Blitz carabinieri su “spiaggia di Montalbano”. Ma non è fiction: “Abusi edilizi”

Pubblicato il 27 agosto 2012 12:09 | Ultimo aggiornamento: 27 agosto 2012 12:29
Punta Secca

Punta Secca – la spiaggia di Montalbano

RAGUSA – La procura di Ragusa ha aperto un fascicolo d’indagine su Punta Secca, la spiaggia dove si affaccia la casa sul mare del commissario Montalbano. “Troppi abusi edilizi” secondo il procuratore Carmelo Petralia che vuole vederci chiaro in quel borgo di case sconosciuto ai più prima dell’avvento di cameraman e attrezzature cinematografiche. Domenica i carabinieri di Ragusa hanno cominciato il loro lavoro: con un elicottero hanno fotografato il litorale di Punta Secca, un gommone con altri militari dell’Arma ha raggiunto lo specchio di mare antistante la casa del commissario, mentre altri uomini in divisa si sono intrufolati tra ombrelloni, sdraio e teli suscitando la curiosità dei bagnanti, che come di consueto d’estate affollano la spiaggia, nel comune di Santa Croce Camerina a Ragusa.

Nel giro di pochi minuti si sono raggruppati capannelli di gente in costume. ”Dov’è il commissario, vogliamo vederlo?”, chiedevano in molti. Ma quello che accadeva  non era scritto sul copione di una fiction, o in un libro di Camilleri: era la realtà.

Domenica mattina è scattato il blitz dei carabinieri disposto dalla Procura di Ragusa che ha avviato un’inchiesta per accertare presunti illeciti amministrativi e abusi edilizi lungo il litorale di Punta Secca e individuare i responsabili di manufatti che impediscono in alcuni tratti la fruibilita’ dell’area demaniale. L’indagine e’ coordinata dal procuratore, Carmelo Petralia.

”Metteremo ai raggi X tre chilometri e mezzo di costa con l’ausilio di 15 militari delle unità territoriali, del servizio navale, delle squadre d’investigazione scientifica e con l’apporto di un elicottero per realizzare i rilievi aero-fotogrammetrici in modo da appurare gli eventuali responsabili di abusi edilizi e di occupazione indebita del demanio”, spiega il comandante provinciale dei carabinieri, Salvo Gagliano.

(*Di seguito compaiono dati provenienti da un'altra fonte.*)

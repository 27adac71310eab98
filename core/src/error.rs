//! Error types for the GeoServer client core.
//!
//! # Design
//! Every failure is returned to the immediate caller as an `ApiError` value.
//! Server-reported failures carry a `DecodedError` built by the normalizer so
//! that both the canned label for the status code and the server's own
//! message survive. Transport failures are kept apart from server statuses:
//! the dispatcher reports them as status 0 and `check_status` lifts them into
//! `ApiError::Transport`.

use thiserror::Error;

use crate::normalize::DecodedError;

/// Errors returned by the catalog and the codec.
#[derive(Debug, Error)]
pub enum ApiError {
    /// The configured base endpoint is not a usable URL.
    #[error("invalid server URL `{base}`: {reason}")]
    Configuration { base: String, reason: String },

    /// The HTTP exchange could not complete (DNS, refused connection, timeout).
    #[error("transport failure for {url}: {message}")]
    Transport { url: String, message: String },

    /// The server answered with a status other than the expected one.
    #[error(transparent)]
    UnexpectedStatus(#[from] DecodedError),

    /// The response body did not match the expected schema.
    #[error("failed to decode {target}: {reason} (body: {preview:?})")]
    Decode {
        target: String,
        reason: String,
        preview: String,
    },

    /// The request payload could not be serialized.
    #[error("failed to encode request body: {0}")]
    Encode(String),

    /// The request was rejected before it reached the network.
    #[error("invalid request: {0}")]
    InvalidRequest(String),
}

impl ApiError {
    /// HTTP status reported by the server, if the failure came from one.
    pub fn status(&self) -> Option<u16> {
        match self {
            ApiError::UnexpectedStatus(err) => Some(err.status),
            _ => None,
        }
    }

    pub fn is_not_found(&self) -> bool {
        self.status() == Some(404)
    }
}

pub type Result<T> = std::result::Result<T, ApiError>;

Insomma una vera e propria ‘task force’ per un’indagine a tappeto su un litorale ‘baciato’ dalla popolarita’ della fiction televisiva, che ha avuto un ritorno di immagine e di presenze turistiche consistenti ma che, spesso, e’ stato dimenticato e lasciato all’abbandono senza il piu’ elementare rispetto delle regole. I principali filoni d’inchiesta riguardano la cementificazione selvaggia del litorale e gli accessi negati al mare per la presenza di cancelli abusivi che trasformano strade pubbliche in private.

Proprio nella villetta a tre piani, dove il commissario Montalbano cena a base di pesce o ammira il tramonto, e’ stato affisso un cartello con la scritta ”divieto di balneazione”. Cartelli simili si trovano in buona parte della spiaggia di Punta Secca. Il mare e’ inquinato? Il sindaco di Santa Croce Camerina, Francesco Iurato, sbotta: ”Macche’, l’acqua e’ pulita. E’ stata la Capitaneria di porto ad affiggere quei cartelli, perche’ alcuni tratti sono pericolosi e la gente che fa il bagno e’ incosciente”.